PROBLEM DESCRIPTION: Within the records, find every line that includes the word "Number" and copy it.

(Items from a data source)

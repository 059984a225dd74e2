//! Mock LLM provider for testing

use async_trait::async_trait;
use std::sync::atomic::{AtomicBool, AtomicUsize, Ordering};
use std::sync::Mutex;
use std::time::{Duration, Instant};

use crate::provider::{LlmError, LlmProvider, LlmRequest, LlmResponse};

/// A mock LLM provider that returns predefined responses
///
/// Every prompt it receives is captured so tests can assert on prompt
/// construction. Failures can be scheduled to exercise error paths.
#[derive(Debug)]
pub struct MockProvider {
    /// Name of this mock
    pub name: String,
    /// Canned responses (cycles through them)
    responses: Vec<String>,
    /// Current response index
    index: AtomicUsize,
    /// Simulated latency in ms
    latency_ms: u64,
    /// Fail every call while set
    failing: AtomicBool,
    /// Fail every call once this many calls have succeeded
    fail_after: Option<usize>,
    /// Number of `complete` calls seen, successful or not
    calls: AtomicUsize,
    /// Prompts received, in call order
    prompts: Mutex<Vec<String>>,
}

impl MockProvider {
    /// Create a new mock provider with given responses
    pub fn new(responses: Vec<String>) -> Self {
        Self {
            name: "mock".to_string(),
            responses,
            index: AtomicUsize::new(0),
            latency_ms: 0,
            failing: AtomicBool::new(false),
            fail_after: None,
            calls: AtomicUsize::new(0),
            prompts: Mutex::new(Vec::new()),
        }
    }

    /// Create a mock that always returns the same response
    pub fn constant(response: &str) -> Self {
        Self::new(vec![response.to_string()])
    }

    /// Create a smart mock that responds based on prompt content
    pub fn smart() -> Self {
        Self {
            name: "smart-mock".to_string(),
            ..Self::new(Vec::new())
        }
    }

    /// Simulate network latency on every call
    pub fn with_latency(mut self, latency_ms: u64) -> Self {
        self.latency_ms = latency_ms;
        self
    }

    /// Succeed for `calls` calls, then fail every call after that
    pub fn fail_after(mut self, calls: usize) -> Self {
        self.fail_after = Some(calls);
        self
    }

    /// Toggle unconditional failure
    pub fn set_failing(&self, failing: bool) {
        self.failing.store(failing, Ordering::SeqCst);
    }

    /// Number of completion calls received
    pub fn call_count(&self) -> usize {
        self.calls.load(Ordering::SeqCst)
    }

    /// Prompts received so far, oldest first
    pub fn prompts(&self) -> Vec<String> {
        self.prompts
            .lock()
            .map(|p| p.clone())
            .unwrap_or_default()
    }

    /// The most recent prompt, if any
    pub fn last_prompt(&self) -> Option<String> {
        self.prompts().pop()
    }

    fn generate_smart_response(&self, request: &LlmRequest) -> String {
        let prompt = &request.prompt;

        if prompt.contains("adjudicator") {
            if prompt.contains("correctness score") {
                return r#"{"most_correct_agent": "unknown", "correctness_scores": {}, "key_facts": ["mock fact"], "explanation": "Mock binary verdict."}"#
                    .to_string();
            }
            return r#"{"most_insightful_agent": "unknown", "exploration_scores": {}, "key_insights": ["mock insight"], "novel_connections": [], "explanation": "Mock exploratory verdict."}"#
                .to_string();
        }

        if prompt.contains("[CRITIQUE ROUND") {
            return "Bullseye: the opponent overstates the evidence.\n\
                    1. The cited study is outdated. Damage: 5/10"
                .to_string();
        }

        if prompt.contains("[DEFENSE ROUND") {
            return "Counter: the study was replicated in 2021 (Smith 12). \
                    Fragility Index: 4 (unchanged). \
                    A larger replication would settle this. Until then the position stands."
                .to_string();
        }

        let excerpt: String = prompt.trim().chars().take(50).collect();
        format!(
            "Position on: \"{}\"\nThe evidence points one way (Doe 3).\nConfidence Index: 7",
            excerpt
        )
    }
}

#[async_trait]
impl LlmProvider for MockProvider {
    fn name(&self) -> &str {
        &self.name
    }

    async fn is_available(&self) -> bool {
        !self.failing.load(Ordering::SeqCst)
    }

    async fn complete(&self, request: LlmRequest) -> Result<LlmResponse, LlmError> {
        let start = Instant::now();
        let call = self.calls.fetch_add(1, Ordering::SeqCst);

        if let Ok(mut prompts) = self.prompts.lock() {
            prompts.push(request.prompt.clone());
        }

        if self.latency_ms > 0 {
            tokio::time::sleep(Duration::from_millis(self.latency_ms)).await;
        }

        let scheduled_failure = self.fail_after.is_some_and(|limit| call >= limit);
        if self.failing.load(Ordering::SeqCst) || scheduled_failure {
            return Err(LlmError::ConnectionFailed(format!(
                "{} is configured to fail",
                self.name
            )));
        }

        let content = if self.responses.is_empty() {
            self.generate_smart_response(&request)
        } else {
            // Cycle through canned responses
            let idx = self.index.fetch_add(1, Ordering::Relaxed);
            self.responses[idx % self.responses.len()].clone()
        };

        Ok(LlmResponse {
            content,
            model: self.name.clone(),
            tokens_used: Some((request.prompt.len() / 4) as u32 + 100),
            latency_ms: start.elapsed().as_millis() as u64,
        })
    }
}

#[cfg(test)]
mod tests {
    use super::*;

    #[tokio::test]
    async fn test_mock_provider() {
        let mock = MockProvider::constant("Hello, world!");
        let response = mock.ask("test").await.unwrap();
        assert_eq!(response, "Hello, world!");
        assert_eq!(mock.last_prompt().as_deref(), Some("test"));
    }

    #[tokio::test]
    async fn test_cycles_responses() {
        let mock = MockProvider::new(vec!["a".to_string(), "b".to_string()]);
        assert_eq!(mock.ask("1").await.unwrap(), "a");
        assert_eq!(mock.ask("2").await.unwrap(), "b");
        assert_eq!(mock.ask("3").await.unwrap(), "a");
        assert_eq!(mock.call_count(), 3);
    }

    #[tokio::test]
    async fn test_fail_after() {
        let mock = MockProvider::constant("ok").fail_after(1);
        assert!(mock.ask("first").await.is_ok());
        assert!(matches!(
            mock.ask("second").await,
            Err(LlmError::ConnectionFailed(_))
        ));
        assert_eq!(mock.prompts(), vec!["first", "second"]);
    }

    #[tokio::test]
    async fn test_smart_mock_judge_reply_is_json() {
        let mock = MockProvider::smart();
        let response = mock
            .ask("You are the sole adjudicator of an exploratory debate")
            .await
            .unwrap();
        let parsed: serde_json::Value = serde_json::from_str(&response).unwrap();
        assert!(parsed.get("most_insightful_agent").is_some());
    }
}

EXPECTED ANSWER:
    /// Number of `complete` calls seen, successful or not
    /// Number of completion calls received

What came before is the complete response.